Gehelen en puzzelstukjes
Onderstaand een bijdrage van een gastauteur die om privacyredenen zijn naam niet bij het artikel wil.
Het was in de week van het autisme. In Oegstgeest was een bijeenkomst voor opa’s en oma’s van autistische kleinkinderen, georganiseerd door het Centrum voor Autisme. Ik ging er als oma naar toe, want ik heb een kleinzoon met die stoornis. Hoewel ik weinig hoorde wat ik niet wist over deze ingrijpende gedragsstoornis, was het een bijzondere ervaring. Er waren 150 mensen op afgekomen.

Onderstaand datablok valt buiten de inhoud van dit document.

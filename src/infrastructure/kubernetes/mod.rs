// Copyright 2025 JiangLong.
//
// Licensed under the Apache License, Version 2.0 (the "License");
// you may not use this file except in compliance with the License.
// You may obtain a copy of the License at
//
//     http://www.apache.org/licenses/LICENSE-2.0
//
// Unless required by applicable law or agreed to in writing, software
// distributed under the License is distributed on an "AS IS" BASIS,
// WITHOUT WARRANTIES OR CONDITIONS OF ANY KIND, either express or implied.
// See the License for the specific language governing permissions and
// limitations under the License.

pub mod client;

pub use self::client::{astarte_api_resource, AstarteKubeClient, AstarteKubeClientImpl};
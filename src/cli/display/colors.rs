//! Color theme for CLI output

use comfy_table::Color as TableColor;

/// Color theme for terminal output
#[derive(Debug, Clone)]
pub struct ColorTheme {
    pub success: TableColor,
    pub warning: TableColor,
    pub error: TableColor,
    pub info: TableColor,
    pub muted: TableColor,
}

impl Default for ColorTheme {
    fn default() -> Self {
        Self {
            success: TableColor::Green,
            warning: TableColor::Yellow,
            error: TableColor::Red,
            info: TableColor::Cyan,
            muted: TableColor::DarkGrey,
        }
    }
}

impl ColorTheme {
    /// Get color for an operator health value
    pub fn get_health_color(&self, health: &str) -> TableColor {
        match health.to_ascii_lowercase().as_str() {
            "green" => self.success,
            "yellow" => self.warning,
            "red" => self.error,
            _ => self.muted,
        }
    }

    /// Highlight instances this tool manages
    pub fn get_managed_color(&self, managed: bool) -> TableColor {
        if managed {
            self.info
        } else {
            self.muted
        }
    }
}

#[cfg(test)]
mod tests {
    use super::*;

    #[test]
    fn test_default_theme() {
        let theme = ColorTheme::default();
        assert_eq!(theme.success, TableColor::Green);
        assert_eq!(theme.warning, TableColor::Yellow);
        assert_eq!(theme.error, TableColor::Red);
    }

    #[test]
    fn test_get_health_color() {
        let theme = ColorTheme::default();
        assert_eq!(theme.get_health_color("green"), TableColor::Green);
        assert_eq!(theme.get_health_color("YELLOW"), TableColor::Yellow);
        assert_eq!(theme.get_health_color("red"), TableColor::Red);
        assert_eq!(theme.get_health_color("unknown"), TableColor::DarkGrey);
    }
}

De inleiders hadden een betoog, maar lieten zich veelvuldig onderbreken. Dat vertraagde wel, maar was niet echt storend. Het effect van een “lotgenoten-bijeenkomst” was het gevolg van de openheid. Hé ja, heb jij dat ook? Vinden jullie het ook zo lastig om een concrete commandotoon aan te slaan? Hebben jullie het probleem ook gerelativeerd, door te zeggen dat het kind zo gezeglijk was bij opa en oma? Voelen jullie ook de ontbrekende emotionele verbinding met het kleinkind?

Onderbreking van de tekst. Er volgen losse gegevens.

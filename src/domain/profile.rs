// Copyright 2025 JiangLong.
//
// Licensed under the Apache License, Version 2.0 (the "License");
// you may not use this file except in compliance with the License.
// You may obtain a copy of the License at
//
//     http://www.apache.org/licenses/LICENSE-2.0
//
// Unless required by applicable law or agreed to in writing, software
// distributed under the License is distributed on an "AS IS" BASIS,
// WITHOUT WARRANTIES OR CONDITIONS OF ANY KIND, either express or implied.
// See the License for the specific language governing permissions and
// limitations under the License.

//! Deployment profiles: named bundles of sizing and topology defaults.

use crate::domain::descriptor::ResourceDescriptor;
use crate::domain::prompt::Prompter;
use crate::shared::error::{AstarteError, Result};
use crate::shared::path::lookup_dotted;
use semver::{Version, VersionReq};
use serde_json::{json, Value};

/// A spec field the profile wants filled in before deployment.
#[derive(Debug, Clone, PartialEq)]
pub struct CustomizableField {
    /// Dotted path below `spec`, e.g. `api.host`.
    pub path: &'static str,
    pub question: &'static str,
    pub default: Option<&'static str>,
    pub allow_empty: bool,
}

impl CustomizableField {
    const fn required(path: &'static str, question: &'static str) -> Self {
        Self {
            path,
            question,
            default: None,
            allow_empty: false,
        }
    }

    /// Left out of `spec` when no value is given.
    const fn optional(path: &'static str, question: &'static str) -> Self {
        Self {
            path,
            question,
            default: None,
            allow_empty: true,
        }
    }

    const fn with_default(
        path: &'static str,
        question: &'static str,
        default: &'static str,
    ) -> Self {
        Self {
            path,
            question,
            default: Some(default),
            allow_empty: false,
        }
    }
}

#[derive(Debug, Clone)]
pub struct Profile {
    pub name: String,
    pub description: String,
    pub compatible_versions: VersionReq,
    /// Defaults for the `spec` section of the resource.
    pub default_spec: Value,
    /// Asked in order, after flags have been applied.
    pub customizable_fields: Vec<CustomizableField>,
}

impl Profile {
    /// Pre-releases are judged by their release core, so `1.1.0-rc.1`
    /// fits wherever `1.1.0` does.
    pub fn is_compatible(&self, version: &Version) -> bool {
        let core = Version::new(version.major, version.minor, version.patch);
        self.compatible_versions.matches(&core)
    }

    /// Whether this profile runs Cassandra inside the cluster. Profiles
    /// without the key are assumed to.
    pub fn deploys_cassandra(&self) -> bool {
        lookup_dotted(&self.default_spec, "cassandra.deploy")
            .and_then(Value::as_bool)
            .unwrap_or(true)
    }

    pub fn field(&self, path: &str) -> Option<&CustomizableField> {
        self.customizable_fields.iter().find(|f| f.path == path)
    }
}

fn hosts_fields() -> Vec<CustomizableField> {
    vec![
        CustomizableField::optional(
            "api.host",
            "Please enter the API Host for this deployment:",
        ),
        CustomizableField::optional(
            "vernemq.host",
            "Please enter the MQTT Broker Host for this deployment:",
        ),
    ]
}

fn basic_profile() -> Profile {
    let mut fields = hosts_fields();
    fields.extend([
        CustomizableField::with_default(
            "cassandra.storage.size",
            "Please enter the Cassandra Volume size for this deployment:",
            "30Gi",
        ),
        CustomizableField::with_default(
            "cfssl.storage.size",
            "Please enter the CFSSL Volume size for this deployment:",
            "2Gi",
        ),
        CustomizableField::with_default(
            "rabbitmq.storage.size",
            "Please enter the RabbitMQ Volume size for this deployment:",
            "4Gi",
        ),
        CustomizableField::with_default(
            "vernemq.storage.size",
            "Please enter the VerneMQ Volume size for this deployment:",
            "4Gi",
        ),
    ]);

    Profile {
        name: "basic".to_string(),
        description: "Single-node evaluation deployment with every service in-cluster".to_string(),
        compatible_versions: VersionReq::parse(">=0.10.0").unwrap_or(VersionReq::STAR),
        default_spec: json!({
            "api": { "ssl": true, "replicas": 1 },
            "cassandra": {
                "deploy": true,
                "replicas": 1,
                "maxHeapSize": "1024M",
                "heapNewSize": "256M",
                "storage": { "size": "30Gi" }
            },
            "cfssl": {
                "deploy": true,
                "storage": { "size": "2Gi" },
                "dbConfig": { "driver": "sqlite3", "dataSource": "/data/certs.db" }
            },
            "rabbitmq": { "deploy": true, "replicas": 1, "storage": { "size": "4Gi" } },
            "vernemq": { "sslListener": true, "replicas": 1, "storage": { "size": "4Gi" } },
            "components": {
                "dataUpdaterPlant": { "dataQueueCount": 128 }
            }
        }),
        customizable_fields: fields,
    }
}

fn burst_profile() -> Profile {
    let mut fields = hosts_fields();
    fields.extend([
        CustomizableField::with_default(
            "cassandra.storage.size",
            "Please enter the Cassandra Volume size for this deployment:",
            "100Gi",
        ),
        CustomizableField::with_default(
            "cfssl.storage.size",
            "Please enter the CFSSL Volume size for this deployment:",
            "4Gi",
        ),
        CustomizableField::with_default(
            "rabbitmq.storage.size",
            "Please enter the RabbitMQ Volume size for this deployment:",
            "10Gi",
        ),
        CustomizableField::with_default(
            "vernemq.storage.size",
            "Please enter the VerneMQ Volume size for this deployment:",
            "10Gi",
        ),
    ]);

    Profile {
        name: "burst".to_string(),
        description: "Larger in-cluster deployment sized for load and burst testing".to_string(),
        compatible_versions: VersionReq::parse(">=0.10.0").unwrap_or(VersionReq::STAR),
        default_spec: json!({
            "api": { "ssl": true, "replicas": 2 },
            "cassandra": {
                "deploy": true,
                "replicas": 3,
                "maxHeapSize": "2048M",
                "heapNewSize": "512M",
                "storage": { "size": "100Gi" }
            },
            "cfssl": {
                "deploy": true,
                "storage": { "size": "4Gi" },
                "dbConfig": { "driver": "sqlite3", "dataSource": "/data/certs.db" }
            },
            "rabbitmq": { "deploy": true, "replicas": 3, "storage": { "size": "10Gi" } },
            "vernemq": { "sslListener": true, "replicas": 3, "storage": { "size": "10Gi" } },
            "components": {
                "dataUpdaterPlant": { "dataQueueCount": 1024, "replicas": 2 }
            }
        }),
        customizable_fields: fields,
    }
}

fn external_cassandra_profile() -> Profile {
    let mut fields = hosts_fields();
    fields.extend([
        CustomizableField::required(
            "cassandra.nodes",
            "Please enter the Cassandra nodes (host:port, comma separated) for this deployment:",
        ),
        CustomizableField::with_default(
            "cfssl.storage.size",
            "Please enter the CFSSL Volume size for this deployment:",
            "4Gi",
        ),
        CustomizableField::with_default(
            "rabbitmq.storage.size",
            "Please enter the RabbitMQ Volume size for this deployment:",
            "10Gi",
        ),
        CustomizableField::with_default(
            "vernemq.storage.size",
            "Please enter the VerneMQ Volume size for this deployment:",
            "10Gi",
        ),
    ]);

    Profile {
        name: "external-cassandra".to_string(),
        description: "Burst-sized deployment connecting to an externally managed Cassandra"
            .to_string(),
        compatible_versions: VersionReq::parse(">=0.11.0").unwrap_or(VersionReq::STAR),
        default_spec: json!({
            "api": { "ssl": true, "replicas": 2 },
            "cassandra": { "deploy": false },
            "cfssl": {
                "deploy": true,
                "storage": { "size": "4Gi" },
                "dbConfig": { "driver": "sqlite3", "dataSource": "/data/certs.db" }
            },
            "rabbitmq": { "deploy": true, "replicas": 3, "storage": { "size": "10Gi" } },
            "vernemq": { "sslListener": true, "replicas": 3, "storage": { "size": "10Gi" } },
            "components": {
                "dataUpdaterPlant": { "dataQueueCount": 1024, "replicas": 2 }
            }
        }),
        customizable_fields: fields,
    }
}

/// The set of profiles a deployment can choose from.
#[derive(Debug, Clone)]
pub struct ProfileCatalogue {
    profiles: Vec<Profile>,
}

impl Default for ProfileCatalogue {
    fn default() -> Self {
        Self::builtin()
    }
}

impl ProfileCatalogue {
    pub fn builtin() -> Self {
        Self {
            profiles: vec![basic_profile(), burst_profile(), external_cassandra_profile()],
        }
    }

    pub fn get(&self, name: &str) -> Option<&Profile> {
        self.profiles.iter().find(|p| p.name == name)
    }

    pub fn compatible_with(&self, version: &Version) -> Vec<&Profile> {
        self.profiles
            .iter()
            .filter(|p| p.is_compatible(version))
            .collect()
    }

    pub fn names(&self) -> Vec<&str> {
        self.profiles.iter().map(|p| p.name.as_str()).collect()
    }
}

/// Picks the profile for a deployment and seeds the descriptor with its
/// defaults.
pub struct ProfilePrompter<'a> {
    catalogue: &'a ProfileCatalogue,
    prompter: &'a dyn Prompter,
}

impl<'a> ProfilePrompter<'a> {
    pub fn new(catalogue: &'a ProfileCatalogue, prompter: &'a dyn Prompter) -> Self {
        Self {
            catalogue,
            prompter,
        }
    }

    pub fn prompt(
        &self,
        version: &Version,
        requested: Option<&str>,
    ) -> Result<(Profile, ResourceDescriptor)> {
        let profile = match requested.map(str::trim).filter(|p| !p.is_empty()) {
            Some(name) => self.requested_profile(name, version)?,
            None => self.choose_profile(version)?,
        };

        let mut descriptor = ResourceDescriptor::empty();
        descriptor.set_spec_tree(profile.default_spec.clone());
        descriptor.set_spec("version", json!(version.to_string()));
        descriptor.set_profile_annotation(&profile.name);

        Ok((profile, descriptor))
    }

    fn requested_profile(&self, name: &str, version: &Version) -> Result<Profile> {
        let profile = self.catalogue.get(name).ok_or_else(|| {
            AstarteError::invalid_input(format!(
                "unknown deployment profile '{}' (available: {})",
                name,
                self.catalogue.names().join(", ")
            ))
        })?;

        if !profile.is_compatible(version) {
            return Err(AstarteError::invalid_input(format!(
                "deployment profile '{}' does not support Astarte {} (requires {})",
                name, version, profile.compatible_versions
            )));
        }

        Ok(profile.clone())
    }

    fn choose_profile(&self, version: &Version) -> Result<Profile> {
        let compatible = self.catalogue.compatible_with(version);
        if compatible.is_empty() {
            return Err(AstarteError::Profile(format!(
                "no deployment profile supports Astarte {}",
                version
            )));
        }

        if !self.prompter.is_interactive() {
            return Err(AstarteError::missing_field(
                "deployment profile (use --profile in non-interactive mode)",
            ));
        }

        let options: Vec<String> = compatible
            .iter()
            .map(|p| format!("{} - {}", p.name, p.description))
            .collect();
        let index = self
            .prompter
            .select("Which deployment profile would you like to use?", &options)?;

        compatible
            .get(index)
            .map(|p| (*p).clone())
            .ok_or_else(|| AstarteError::Prompt(format!("invalid profile selection {}", index)))
    }
}

#[cfg(test)]
mod tests {
    use super::*;

    #[test]
    fn test_builtin_catalogue() {
        let catalogue = ProfileCatalogue::builtin();
        assert_eq!(catalogue.names(), vec!["basic", "burst", "external-cassandra"]);
        assert!(catalogue.get("basic").unwrap().deploys_cassandra());
        assert!(!catalogue.get("external-cassandra").unwrap().deploys_cassandra());
    }

    #[test]
    fn test_compatibility() {
        let catalogue = ProfileCatalogue::builtin();
        let old = Version::new(0, 10, 2);
        let names: Vec<&str> = catalogue
            .compatible_with(&old)
            .iter()
            .map(|p| p.name.as_str())
            .collect();
        assert_eq!(names, vec!["basic", "burst"]);
        assert_eq!(catalogue.compatible_with(&Version::new(1, 0, 0)).len(), 3);
        assert!(catalogue.compatible_with(&Version::new(0, 9, 0)).is_empty());
    }

    #[test]
    fn test_prerelease_compatibility() {
        let catalogue = ProfileCatalogue::builtin();
        let rc = Version::parse("1.1.0-rc.1").unwrap();
        assert!(catalogue.get("basic").unwrap().is_compatible(&rc));
        assert_eq!(catalogue.compatible_with(&rc).len(), 3);

        let old_rc = Version::parse("0.11.0-beta.2").unwrap();
        assert!(catalogue.get("external-cassandra").unwrap().is_compatible(&old_rc));
        let too_old = Version::parse("0.9.9-rc.1").unwrap();
        assert!(catalogue.compatible_with(&too_old).is_empty());
    }

    #[test]
    fn test_profile_fields() {
        let basic = ProfileCatalogue::builtin().get("basic").cloned().unwrap();
        let host = basic.field("api.host").unwrap();
        assert_eq!(host.default, None);
        assert!(host.allow_empty);
        assert_eq!(
            basic.field("cassandra.storage.size").unwrap().default,
            Some("30Gi")
        );
        assert!(basic.field("cassandra.nodes").is_none());

        let external = ProfileCatalogue::builtin()
            .get("external-cassandra")
            .cloned()
            .unwrap();
        assert!(!external.field("cassandra.nodes").unwrap().allow_empty);
    }
}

De inleiders poogden educatief en praktisch te zijn. Het onderwerp was te groot voor de avond, maar de interactie met de lotgenoten kwam gemakkelijk. Dat gaf veel om te overdenken. De vraag is: wat is het precies, een autistische stoornis? Al gauw klinkt het woord etiket en over-diagnose. Maar is dat terecht? De wanhoop, de eenzaamheid en het onbegrip bij ouders en kinderen zijn heel echt. Daar is niets modieus aan.
Een trek van autisten is een stoornis in de verbeelding van wat er niet is, zo werd ons voorgehouden. Dat zal wel, maar autisten zijn toch vooral bekend van hun ongelooflijk oog voor details: wat ze slechts kort hebben waargenomen, wordt door sommigen gedetailleerd verbeeld. (Ik heb het Paleis op de Dam wel in mijn hoofd, maar kan het niet tekenen.) Maar dat is het nu net: ze hebben zo veel oog voor details, dat ze daar last van hebben en het geheel niet zien.